> **Exercise goal**
Transcribe the records in full, keeping every word exactly as given.

++++++++++++++++++++

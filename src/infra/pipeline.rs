//! Submission pipeline: align -> assemble -> backup -> render -> dispatch.
//!
//! Side effects run strictly in sequence and are isolated from each other:
//! a failed backup or dispatch is logged and swallowed, while validation
//! aborts before any side effect. Terminal cleanup of the temporary upload
//! runs on every exit path.

use std::sync::Arc;

use base64::Engine;
use tracing::{error, info, warn};

use crate::domain::{align_all, assemble, RawFieldBag, SubmissionDocument};
use crate::render::render;

use super::backup::BackupStore;
use super::clock::Clock;
use super::mailer::{EmailAttachment, Mailer, OutboundEmail};
use super::upload::{StoredLogo, UploadStore};
use super::Result;

/// Outcome of one processed submission.
#[derive(Debug, Clone, PartialEq, Eq)]
pub struct SubmissionReceipt {
    /// Millisecond-timestamp token; distinct under normal request spacing,
    /// not collision-proof.
    pub submission_id: String,
    pub document: SubmissionDocument,
}

/// Orchestrates one submission as an independent unit of work. Holds no
/// mutable state; safe to share across concurrent requests.
pub struct SubmissionPipeline {
    clock: Arc<dyn Clock>,
    backup: Arc<dyn BackupStore>,
    mailer: Arc<dyn Mailer>,
    uploads: Arc<UploadStore>,
    recipients: Vec<String>,
    sender: String,
}

impl SubmissionPipeline {
    pub fn new(
        clock: Arc<dyn Clock>,
        backup: Arc<dyn BackupStore>,
        mailer: Arc<dyn Mailer>,
        uploads: Arc<UploadStore>,
        recipients: Vec<String>,
        sender: impl Into<String>,
    ) -> Self {
        Self {
            clock,
            backup,
            mailer,
            uploads,
            recipients,
            sender: sender.into(),
        }
    }

    /// Process one submission. The stored upload, when present, is deleted
    /// before this returns, whatever the outcome.
    pub async fn process(
        &self,
        bag: RawFieldBag,
        logo: Option<StoredLogo>,
    ) -> Result<SubmissionReceipt> {
        let outcome = self.run(&bag, logo.as_ref()).await;

        if let Some(logo) = &logo {
            if let Err(e) = self.uploads.remove(logo).await {
                warn!(stored_name = %logo.descriptor.stored_name, error = %e,
                    "failed to clean up uploaded logo");
            }
        }

        outcome
    }

    async fn run(
        &self,
        bag: &RawFieldBag,
        logo: Option<&StoredLogo>,
    ) -> Result<SubmissionReceipt> {
        // (a) align + assemble: fail fast, no side effects yet.
        let now = self.clock.now();
        let groups = align_all(bag);
        let document = assemble(bag, &groups, logo.map(|l| l.descriptor.clone()), now)?;

        let submission_id = now.timestamp_millis().to_string();
        info!(submission_id = %submission_id,
            business = %document.partner_info.business_name,
            "processing loyalty program submission");

        // (b) backup copy: first side effect, non-fatal.
        if let Err(e) = self.backup.write(&submission_id, &document).await {
            error!(submission_id = %submission_id, error = %e,
                "failed to back up submission document");
        }

        // (c) render notification.
        let rendered = render(&document);

        // (d) package attachment from the stored payload, read once.
        let mut attachments = Vec::new();
        if let Some(logo) = logo {
            let bytes = self.uploads.read(logo).await?;
            attachments.push(EmailAttachment {
                content: base64::engine::general_purpose::STANDARD.encode(bytes),
                filename: logo.descriptor.original_name.clone(),
                mime_type: logo.descriptor.mime_type.clone(),
                disposition: "attachment".to_string(),
            });
        }

        // (e) dispatch: best-effort, the recorded submission is the durable
        // unit of work.
        let email = OutboundEmail {
            to: self.recipients.clone(),
            from: self.sender.clone(),
            subject: rendered.subject,
            html: rendered.html,
            attachments,
        };
        match self.mailer.send(&email).await {
            Ok(()) => info!(submission_id = %submission_id, "notification email sent"),
            Err(e) => error!(submission_id = %submission_id, error = %e,
                "failed to send notification email"),
        }

        Ok(SubmissionReceipt {
            submission_id,
            document,
        })
    }
}
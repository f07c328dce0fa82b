//! HTTP request handlers.

mod submit;

pub use submit::submit_loyalty_program;
//! Acting User Extractor
//!
//! Custom extractor that resolves the `x-acting-user` header against the
//! user directory

use axum::{extract::FromRequestParts, http::request::Parts};
use shared::error::AppError;
use shared::models::{User, ACTING_USER_HEADER};

use crate::core::ServerState;

/// The user a request acts as
///
/// Resolved from the `x-acting-user` header. Use this extractor in
/// protected handlers to get the full directory record of the caller.
#[derive(Debug, Clone)]
pub struct ActingUser(pub User);

impl FromRequestParts<ServerState> for ActingUser {
    type Rejection = AppError;

    async fn from_request_parts(
        parts: &mut Parts,
        state: &ServerState,
    ) -> Result<Self, Self::Rejection> {
        // Check if already resolved (from middleware)
        if let Some(acting) = parts.extensions.get::<ActingUser>() {
            return Ok(acting.clone());
        }

        let user_id = parts
            .headers
            .get(ACTING_USER_HEADER)
            .and_then(|h| h.to_str().ok())
            .map(str::trim)
            .filter(|id| !id.is_empty())
            .ok_or_else(AppError::acting_user_missing)?;

        let user = state
            .directory
            .get(user_id)
            .cloned()
            .ok_or_else(|| AppError::acting_user_unknown(user_id))?;

        let acting = ActingUser(user);

        // Store in extensions for potential reuse
        parts.extensions.insert(acting.clone());

        Ok(acting)
    }
}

++++++++++++++++++++

> **Written solution**
filename src/infra/pipeline.rs
//! Submission pipeline: align -> assemble -> backup -> render -> dispatch.
//!
//! Side effects run strictly in sequence and are isolated from each other:
//! a failed backup or dispatch is logged and swallowed, while validation
//! aborts before any side effect. Terminal cleanup of the temporary upload
//! runs on every exit path.

use std::sync::Arc;

use base64::Engine;
use tracing::{error, info, warn};

use crate::domain::{align_all, assemble, RawFieldBag, SubmissionDocument};
use crate::render::render;

use super::backup::BackupStore;
use super::clock::Clock;
use super::mailer::{EmailAttachment, Mailer, OutboundEmail};
use super::upload::{StoredLogo, UploadStore};
use super::Result;

/// Outcome of one processed submission.
#[derive(Debug, Clone, PartialEq, Eq)]
pub struct SubmissionReceipt {
    /// Millisecond-timestamp token; distinct under normal request spacing,
    /// not collision-proof.
    pub submission_id: String,
    pub document: SubmissionDocument,
}

/// Orchestrates one submission as an independent unit of work. Holds no
/// mutable state; safe to share across concurrent requests.
pub struct SubmissionPipeline {
    clock: Arc<dyn Clock>,
    backup: Arc<dyn BackupStore>,
    mailer: Arc<dyn Mailer>,
    uploads: Arc<UploadStore>,
    recipients: Vec<String>,
    sender: String,
}

impl SubmissionPipeline {
    pub fn new(
        clock: Arc<dyn Clock>,
        backup: Arc<dyn BackupStore>,
        mailer: Arc<dyn Mailer>,
        uploads: Arc<UploadStore>,
        recipients: Vec<String>,
        sender: impl Into<String>,
    ) -> Self {
        Self {
            clock,
            backup,
            mailer,
            uploads,
            recipients,
            sender: sender.into(),
        }
    }

    /// Process one submission. The stored upload, when present, is deleted
    /// before this returns, whatever the outcome.
    pub async fn process(
        &self,
        bag: RawFieldBag,
        logo: Option<StoredLogo>,
    ) -> Result<SubmissionReceipt> {
        let outcome = self.run(&bag, logo.as_ref()).await;

        if let Some(logo) = &logo {
            if let Err(e) = self.uploads.remove(logo).await {
                warn!(stored_name = %logo.descriptor.stored_name, error = %e,
                    "failed to clean up uploaded logo");
            }
        }

        outcome
    }

    async fn run(
        &self,
        bag: &RawFieldBag,
        logo: Option<&StoredLogo>,
    ) -> Result<SubmissionReceipt> {
        // (a) align + assemble: fail fast, no side effects yet.
        let now = self.clock.now();
        let groups = align_all(bag);
        let document = assemble(bag, &groups, logo.map(|l| l.descriptor.clone()), now)?;

        let submission_id = now.timestamp_millis().to_string();
        info!(submission_id = %submission_id,
            business = %document.partner_info.business_name,
            "processing loyalty program submission");

        // (b) backup copy: first side effect, non-fatal.
        if let Err(e) = self.backup.write(&submission_id, &document).await {
            error!(submission_id = %submission_id, error = %e,
                "failed to back up submission document");
        }

        // (c) render notification.
        let rendered = render(&document);

        // (d) package attachment from the stored payload, read once.
        let mut attachments = Vec::new();
        if let Some(logo) = logo {
            let bytes = self.uploads.read(logo).await?;
            attachments.push(EmailAttachment {
                content: base64::engine::general_purpose::STANDARD.encode(bytes),
                filename: logo.descriptor.original_name.clone(),
                mime_type: logo.descriptor.mime_type.clone(),
                disposition: "attachment".to_string(),
            });
        }

        // (e) dispatch: best-effort, the recorded submission is the durable
        // unit of work.
        let email = OutboundEmail {
            to: self.recipients.clone(),
            from: self.sender.clone(),
            subject: rendered.subject,
            html: rendered.html,
            attachments,
        };
        match self.mailer.send(&email).await {
            Ok(()) => info!(submission_id = %submission_id, "notification email sent"),
            Err(e) => error!(submission_id = %submission_id, error = %e,
                "failed to send notification email"),
        }

        Ok(SubmissionReceipt {
            submission_id,
            document,
        })
    }
}
repository f07c328dce0fa82b
//! HTTP request handlers.

mod submit;

pub use submit::submit_loyalty_program;
//! Acting User Extractor
//!
//! Custom extractor that resolves the `x-acting-user` header against the
//! user directory

use axum::{extract::FromRequestParts, http::request::Parts};
use shared::error::AppError;
use shared::models::{User, ACTING_USER_HEADER};

use crate::core::ServerState;

/// The user a request acts as
///
/// Resolved from the `x-acting-user` header. Use this extractor in
/// protected handlers to get the full directory record of the caller.
#[derive(Debug, Clone)]
pub struct ActingUser(pub User);

impl FromRequestParts<ServerState> for ActingUser {
    type Rejection = AppError;

    async fn from_request_parts(
        parts: &mut Parts,
        state: &ServerState,
    ) -> Result<Self, Self::Rejection> {
        // Check if already resolved (from middleware)
        if let Some(acting) = parts.extensions.get::<ActingUser>() {
            return Ok(acting.clone());
        }

        let user_id = parts
            .headers
            .get(ACTING_USER_HEADER)
            .and_then(|h| h.to_str().ok())
            .map(str::trim)
            .filter(|id| !id.is_empty())
            .ok_or_else(AppError::acting_user_missing)?;

        let user = state
            .directory
            .get(user_id)
            .cloned()
            .ok_or_else(|| AppError::acting_user_unknown(user_id))?;

        let acting = ActingUser(user);

        // Store in extensions for potential reuse
        parts.extensions.insert(acting.clone());

        Ok(acting)
    }
}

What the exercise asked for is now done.